Noel Langley’s script whips the corny plot
along, sketching in a rich cast of not quite
familiar types and packing the scenes with witty,
hardboiled dialogue sitting somewhere between
Dashiell Hammett and Noël Coward: as Sally
plucks lead shot from Clem’s back, he counts
the pellets out with “She loves me, she loves
me not.” Alberto Cavalcanti directs inventively,
with cinematographer Otto Heller (Peeping Tom,
1960; The Ipcress File, 1965) adding a nightmare
sheen: fog hemming in the prison scenes, a fight
at the undertaker’s among the plaster angels
and around a giant rooftop ‘RIP’, the funhouse
distortion of Narcy’s face as he beats Sally up (for
40s British cinema, the degree of violence towards
women is a little startling).
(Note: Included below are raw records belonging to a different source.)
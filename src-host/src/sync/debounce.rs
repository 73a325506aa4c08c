// Cancellable single-shot timer for the sync readiness window

use std::pin::Pin;
use std::time::Duration;
use tokio::time::{Instant, Sleep};

/// Quiet period after a complete stats update before the launch fires
pub const SYNC_DEBOUNCE: Duration = Duration::from_millis(750);

/// Timer owned by one sync session.
///
/// `fired()` never completes while the timer is unarmed, so it can sit in a
/// `select!` next to the stats feed.
#[derive(Debug)]
pub struct DebounceTimer {
    period: Duration,
    sleep: Option<Pin<Box<Sleep>>>,
}

impl Default for DebounceTimer {
    fn default() -> Self {
        Self::new(SYNC_DEBOUNCE)
    }
}

impl DebounceTimer {
    pub fn new(period: Duration) -> Self {
        Self {
            period,
            sleep: None,
        }
    }

    /// (Re)start the countdown from now
    pub fn arm(&mut self) {
        let deadline = Instant::now() + self.period;
        match self.sleep.as_mut() {
            Some(sleep) => sleep.as_mut().reset(deadline),
            None => self.sleep = Some(Box::pin(tokio::time::sleep_until(deadline))),
        }
    }

    pub fn cancel(&mut self) {
        self.sleep = None;
    }

    pub fn is_armed(&self) -> bool {
        self.sleep.is_some()
    }

    /// Completes once when an armed timer elapses, disarming it
    pub async fn fired(&mut self) {
        match self.sleep.as_mut() {
            Some(sleep) => {
                sleep.as_mut().await;
                self.sleep = None;
            }
            None => std::future::pending().await,
        }
    }
}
As Clem and Sally,
Trevor Howard and Sally Gray are solid, but the
support is blisteringly good, particularly Mary
Merrall as Aggie, Rene Ray as Sally’s motherly,
marginally more streetwise friend, and Griffith
Jones as the charming, murderous Narcy.
Cavalcanti’s Went the Day Well (1944) showed the
savage side of Britain’s wartime spirit; this swig
at the sour dregs left over is every bit as good.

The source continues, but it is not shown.